## Data excerpts
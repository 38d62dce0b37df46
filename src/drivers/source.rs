use std::collections::VecDeque;
use ndarray::Array2;
use crate::drivers::{AcquisitionError, SignalBuffer};
/// Single batch of multi-channel EEG samples with per-sample timestamps.
#[derive(Clone, Debug)]
pub struct SignalBatch {
    pub sample_rate_hz: f64,
    pub samples: Vec<Vec<f64>>, // channels x samples
    pub timestamps: Vec<f64>,
    pub channel_labels: Vec<String>,
}
impl SignalBatch {
    pub fn validate(&self) -> Result<(), AcquisitionError> {
        if self.sample_rate_hz <= 0.0 {
            return Err(AcquisitionError::InvalidSampleRate);
        }
        let channel_count = self.samples.len();
        if channel_count != self.channel_labels.len() {
            return Err(AcquisitionError::ChannelMismatch {
                expected: self.channel_labels.len(),
                actual: channel_count,
            });
        }
        for channel in &self.samples {
            if channel.len() != self.timestamps.len() {
                return Err(AcquisitionError::TimestampMismatch {
                    samples: channel.len(),
                    timestamps: self.timestamps.len(),
                });
            }
        }
        Ok(())
    }
    pub fn num_channels(&self) -> usize {
        self.samples.len()
    }
}
/// Most recent stretch of the stream, as handed to the feedback pipeline.
#[derive(Clone, Debug)]
pub struct SignalWindow {
    pub samples: Array2<f64>, // channels x samples
    pub timestamps: Vec<f64>,
}
impl SignalWindow {
    pub fn num_channels(&self) -> usize {
        self.samples.nrows()
    }
    pub fn num_samples(&self) -> usize {
        self.samples.ncols()
    }
    pub fn latest_timestamp(&self) -> Option<f64> {
        self.timestamps.last().copied()
    }
    /// True when at least one timestamp is strictly newer than `last_seen`.
    pub fn has_samples_after(&self, last_seen: Option<f64>) -> bool {
        match last_seen {
            Some(last) => self.timestamps.iter().any(|&ts| ts > last),
            None => !self.timestamps.is_empty(),
        }
    }
}
/// Acquisition client the session loop pulls from.
///
/// `acquire` must not block for longer than it takes to drain what the
/// device has already delivered; it is allowed to do nothing.
pub trait StreamReceiver {
    fn acquire(&mut self) -> Result<(), AcquisitionError>;
    fn get_window(&self) -> Result<SignalWindow, AcquisitionError>;
    fn sample_rate(&self) -> f64;
    fn trigger_channel(&self) -> Option<usize>;
    fn channel_labels(&self) -> &[String];
}
impl<R: StreamReceiver + ?Sized> StreamReceiver for Box<R> {
    fn acquire(&mut self) -> Result<(), AcquisitionError> {
        (**self).acquire()
    }
    fn get_window(&self) -> Result<SignalWindow, AcquisitionError> {
        (**self).get_window()
    }
    fn sample_rate(&self) -> f64 {
        (**self).sample_rate()
    }
    fn trigger_channel(&self) -> Option<usize> {
        (**self).trigger_channel()
    }
    fn channel_labels(&self) -> &[String] {
        (**self).channel_labels()
    }
}
/// In-memory source useful for tests and deterministic playback.
///
/// Each `acquire` moves at most one queued batch into the rolling buffer, so
/// an exhausted queue behaves like a stream that stopped delivering.
pub struct ManualSource {
    queue: VecDeque<SignalBatch>,
    buffer: SignalBuffer,
    window_samples: usize,
    trigger_channel: Option<usize>,
}
impl ManualSource {
    pub fn new(
        channel_labels: Vec<String>,
        sample_rate_hz: f64,
        window_samples: usize,
        batches: impl IntoIterator<Item = SignalBatch>,
    ) -> Result<Self, AcquisitionError> {
        let capacity = window_samples.max(1);
        Ok(Self {
            queue: batches.into_iter().collect(),
            buffer: SignalBuffer::with_capacity(channel_labels, sample_rate_hz, capacity)?,
            window_samples: capacity,
            trigger_channel: None,
        })
    }
    pub fn with_trigger_channel(mut self, channel: usize) -> Self {
        self.trigger_channel = Some(channel);
        self
    }
}
impl StreamReceiver for ManualSource {
    fn acquire(&mut self) -> Result<(), AcquisitionError> {
        if let Some(batch) = self.queue.pop_front() {
            self.buffer.push_batch(&batch)?;
        }
        Ok(())
    }
    fn get_window(&self) -> Result<SignalWindow, AcquisitionError> {
        Ok(self.buffer.window(self.window_samples))
    }
    fn sample_rate(&self) -> f64 {
        self.buffer.sample_rate_hz()
    }
    fn trigger_channel(&self) -> Option<usize> {
        self.trigger_channel
    }
    fn channel_labels(&self) -> &[String] {
        self.buffer.channel_labels()
    }
}
/// Lightweight helper to produce a batch from owned sample data.
pub fn make_batch(
    sample_rate_hz: f64,
    samples: Vec<Vec<f64>>,
    timestamps: Vec<f64>,
    channel_labels: Vec<String>,
) -> SignalBatch {
    SignalBatch {
        sample_rate_hz,
        samples,
        timestamps,
        channel_labels,
    }
}
#[cfg(test)]
mod tests {
    use super::*;
    fn labels(n: usize) -> Vec<String> {
        (0..n).map(|i| format!("C{}", i + 1)).collect()
    }
    #[test]
    fn batch_validation_catches_timestamp_mismatch() {
        let batch = make_batch(250.0, vec![vec![0.0; 4]], vec![0.0; 3], labels(1));
        assert!(matches!(
            batch.validate(),
            Err(AcquisitionError::TimestampMismatch { samples: 4, timestamps: 3 })
        ));
    }
    #[test]
    fn manual_source_releases_one_batch_per_acquire() {
        let first = make_batch(100.0, vec![vec![1.0, 2.0]], vec![0.00, 0.01], labels(1));
        let second = make_batch(100.0, vec![vec![3.0, 4.0]], vec![0.02, 0.03], labels(1));
        let mut source = ManualSource::new(labels(1), 100.0, 3, vec![first, second]).unwrap();
        source.acquire().unwrap();
        assert_eq!(source.get_window().unwrap().num_samples(), 2);
        source.acquire().unwrap();
        let window = source.get_window().unwrap();
        assert_eq!(window.num_samples(), 3);
        assert_eq!(window.timestamps, vec![0.01, 0.02, 0.03]);
        assert_eq!(window.samples[[0, 0]], 2.0);
        // queue drained: acquire is a no-op and the window stays put
        source.acquire().unwrap();
        assert_eq!(source.get_window().unwrap().latest_timestamp(), Some(0.03));
    }
    #[test]
    fn freshness_is_strictly_newer() {
        let window = SignalWindow {
            samples: Array2::zeros((1, 2)),
            timestamps: vec![1.0, 2.0],
        };
        assert!(window.has_samples_after(None));
        assert!(window.has_samples_after(Some(1.5)));
        assert!(!window.has_samples_after(Some(2.0)));
    }
}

## Description of the task
What is the number of lines in the data that hold the string "struct"? Answer with the number only.

## Answer
3